While OnPoint did not default at ERCOT, OnPoint owes in excess of $1.3 million in TDU charges. OnPoint is seeking to relinquish its REP certificate, and would exit the market without fully satisfying such TDU obligations. A $500,000 letter of credit from OnPoint on file with the PUC would not fully cover the TDU balance
As relevant here, 16 TAC § 25.107(g) provides that, "[i]n no instance" (as recently affirmed by the PUC), shall a REP be controlled by an individual who was a principal of a market participant, "at any time within the six months prior to the market participant," experiencing: (1) an involuntary mass transition, (2) termination of its ERCOT SFA market agreement, or (3) an exit from an electricity or gas market with outstanding payment obligations that have not been cured
OnPoint and PUC Staff have entered into a proposed settlement agreement under which OnPoint would relinquish its REP certificate, and under which OnPoint would not be subject to certificate revocation
Hjaltman, in a memo recommending that the PUC deny the settlement, said that principals "can" be prohibited from exercising control over a REP if they have exited an electricity or gas market with outstanding payment obligations
Hjaltman alleged that, "OnPoint has stated that it has three principals in common with Good Charlie, LLC [sic], the REP that its former customers were transferred to."
Hjaltman did not identify any of such principals.
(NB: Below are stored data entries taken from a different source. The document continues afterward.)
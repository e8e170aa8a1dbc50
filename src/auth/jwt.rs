use std::time::Duration;

use axum::extract::FromRef;
use jsonwebtoken::{decode, encode, errors::ErrorKind, DecodingKey, EncodingKey, Header, Validation};
use serde::{Deserialize, Serialize};
use time::{Duration as TimeDuration, OffsetDateTime};
use tracing::debug;

use crate::{config::JwtConfig, db::AppState, error::ApiError};

/// JWT payload: user id plus issuance and expiry timestamps.
#[derive(Debug, Serialize, Deserialize)]
pub struct Claims {
    pub sub: i64,   // user ID
    pub iat: usize, // issued at (unix timestamp)
    pub exp: usize, // expires at (unix timestamp)
}

/// HMAC signing material plus the configured token lifetime.
#[derive(Clone)]
pub struct JwtKeys {
    pub encoding: EncodingKey,
    pub decoding: DecodingKey,
    pub ttl: Duration,
}

impl FromRef<AppState> for JwtKeys {
    fn from_ref(state: &AppState) -> Self {
        Self::from_config(&state.config.jwt)
    }
}

impl JwtKeys {
    pub fn from_config(config: &JwtConfig) -> Self {
        Self {
            encoding: EncodingKey::from_secret(config.secret.as_bytes()),
            decoding: DecodingKey::from_secret(config.secret.as_bytes()),
            ttl: Duration::from_secs((config.expiration_hours.max(0) as u64) * 3600),
        }
    }

    pub fn sign(&self, user_id: i64) -> anyhow::Result<String> {
        let now = OffsetDateTime::now_utc();
        let exp = now + TimeDuration::seconds(self.ttl.as_secs() as i64);
        let claims = Claims {
            sub: user_id,
            iat: now.unix_timestamp() as usize,
            exp: exp.unix_timestamp() as usize,
        };
        let token = encode(&Header::default(), &claims, &self.encoding)?;
        debug!(user_id = %user_id, "jwt signed");
        Ok(token)
    }

    /// Validates signature and expiry. Expiry and signature failures are
    /// distinguished so the gate can report them separately.
    pub fn verify(&self, token: &str) -> Result<Claims, ApiError> {
        let mut validation = Validation::default();
        // expiry is exact: a token is rejected the moment `exp` has passed
        validation.leeway = 0;
        let data = decode::<Claims>(token, &self.decoding, &validation).map_err(|e| {
            match e.kind() {
                ErrorKind::ExpiredSignature => ApiError::ExpiredToken,
                _ => ApiError::InvalidToken,
            }
        })?;
        debug!(user_id = %data.claims.sub, "jwt verified");
        Ok(data.claims)
    }
}

#[cfg(test)]
mod tests {
    use super::*;

    fn make_keys() -> JwtKeys {
        JwtKeys::from_config(&JwtConfig {
            secret: "test-secret".into(),
            expiration_hours: 1,
        })
    }

    fn token_expiring_at(keys: &JwtKeys, exp: OffsetDateTime) -> String {
        let claims = Claims {
            sub: 7,
            iat: (exp - TimeDuration::hours(1)).unix_timestamp() as usize,
            exp: exp.unix_timestamp() as usize,
        };
        encode(&Header::default(), &claims, &keys.encoding).expect("encode")
    }

    #[test]
    fn sign_and_verify_roundtrip() {
        let keys = make_keys();
        let token = keys.sign(42).expect("sign");
        let claims = keys.verify(&token).expect("verify");
        assert_eq!(claims.sub, 42);
        assert!(claims.exp > claims.iat);
    }

    #[test]
    fn verify_rejects_expired_token() {
        let keys = make_keys();
        let token = token_expiring_at(&keys, OffsetDateTime::now_utc() - TimeDuration::hours(2));
        let err = keys.verify(&token).unwrap_err();
        assert!(matches!(err, ApiError::ExpiredToken));
    }

    #[test]
    fn verify_rejects_token_just_past_expiry() {
        // no grace window: seconds past `exp` is already expired
        let keys = make_keys();
        let token = token_expiring_at(&keys, OffsetDateTime::now_utc() - TimeDuration::seconds(5));
        let err = keys.verify(&token).unwrap_err();
        assert!(matches!(err, ApiError::ExpiredToken));
    }

    #[test]
    fn verify_rejects_tampered_token() {
        let keys = make_keys();
        let token = keys.sign(1).expect("sign");
        let mut tampered = token.clone();
        tampered.pop();
        tampered.push(if token.ends_with('A') { 'B' } else { 'A' });
        let err = keys.verify(&tampered).unwrap_err();
        assert!(matches!(err, ApiError::InvalidToken));
    }

    #[test]
    fn verify_rejects_garbage() {
        let keys = make_keys();
        for garbage in ["", "not-a-jwt", "a.b.c", "Bearer abc"] {
            let err = keys.verify(garbage).unwrap_err();
            assert!(matches!(err, ApiError::InvalidToken));
        }
    }

    #[test]
    fn verify_rejects_wrong_secret() {
        let keys = make_keys();
        let other = JwtKeys::from_config(&JwtConfig {
            secret: "other-secret".into(),
            expiration_hours: 1,
        });
        let token = other.sign(3).expect("sign");
        let err = keys.verify(&token).unwrap_err();
        assert!(matches!(err, ApiError::InvalidToken));
    }
}
use serde::{Deserialize, Serialize};

use crate::{assets::repo::Asset, error::ApiError};

/// Create/update body. All fields optional: create enforces presence at the
/// handler boundary (so a missing field is a 400), update applies only the
/// fields present. Quantity and cost basis arrive as raw JSON values because
/// clients send both numbers and numeric strings.
#[derive(Debug, Deserialize)]
pub struct AssetBody {
    pub name: Option<String>,
    #[serde(rename = "type")]
    pub asset_type: Option<String>,
    pub quantity: Option<serde_json::Value>,
    pub cost_basis: Option<serde_json::Value>,
}

#[derive(Debug, Serialize)]
pub struct AssetResponse {
    pub message: String,
    pub asset: Asset,
}

#[derive(Debug, Serialize)]
pub struct MessageResponse {
    pub message: String,
}

/// Coerces a JSON number or numeric string into an f64.
pub fn parse_magnitude(value: &serde_json::Value) -> Result<f64, ApiError> {
    let parsed = match value {
        serde_json::Value::Number(n) => n.as_f64(),
        serde_json::Value::String(s) => s.trim().parse::<f64>().ok(),
        _ => None,
    };
    parsed.ok_or_else(|| ApiError::InvalidInput("Quantity and cost_basis must be numbers".into()))
}

#[cfg(test)]
mod tests {
    use super::*;
    use serde_json::json;

    #[test]
    fn magnitude_accepts_numbers() {
        assert_eq!(parse_magnitude(&json!(10)).unwrap(), 10.0);
        assert_eq!(parse_magnitude(&json!(1500.5)).unwrap(), 1500.5);
        assert_eq!(parse_magnitude(&json!(0)).unwrap(), 0.0);
    }

    #[test]
    fn magnitude_accepts_numeric_strings() {
        assert_eq!(parse_magnitude(&json!("10")).unwrap(), 10.0);
        assert_eq!(parse_magnitude(&json!(" 2.5 ")).unwrap(), 2.5);
    }

    #[test]
    fn magnitude_rejects_non_numbers() {
        for bad in [json!("ten"), json!(true), json!(null), json!([1]), json!({})] {
            let err = parse_magnitude(&bad).unwrap_err();
            assert!(matches!(err, ApiError::InvalidInput(_)));
        }
    }

    #[test]
    fn asset_json_uses_type_key_and_hides_owner() {
        let asset = Asset {
            id: 1,
            name: "AAPL".into(),
            asset_type: "Stock".into(),
            quantity: 10.0,
            cost_basis: 1500.0,
            owner_id: 42,
            created_at: time::macros::datetime!(2024-01-01 00:00 UTC),
        };
        let json = serde_json::to_value(&asset).unwrap();
        assert_eq!(json["type"], "Stock");
        assert!(json.get("asset_type").is_none());
        assert!(json.get("owner_id").is_none());
    }

    #[test]
    fn body_accepts_partial_updates() {
        let body: AssetBody = serde_json::from_str(r#"{"quantity": "12"}"#).unwrap();
        assert!(body.name.is_none());
        assert!(body.asset_type.is_none());
        assert_eq!(parse_magnitude(body.quantity.as_ref().unwrap()).unwrap(), 12.0);
        assert!(body.cost_basis.is_none());
    }
}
While certain information concerning employees or leadership at OnPoint and at Good Charlie may be public, whether such served as "principal" at OnPoint, and now (or previously) "control" Good Charlie, is unknown
Notably, Good Charlie is now owned by Calpine in some manner, though control of Good Charlie prior to its acquisition by Calpine late last year may be of concern to Hjaltman
Hjaltman wrote, "I ... recommend we direct enforcement Staff to investigate whether the principals of OnPoint are principals of any other REP in violation of our rules."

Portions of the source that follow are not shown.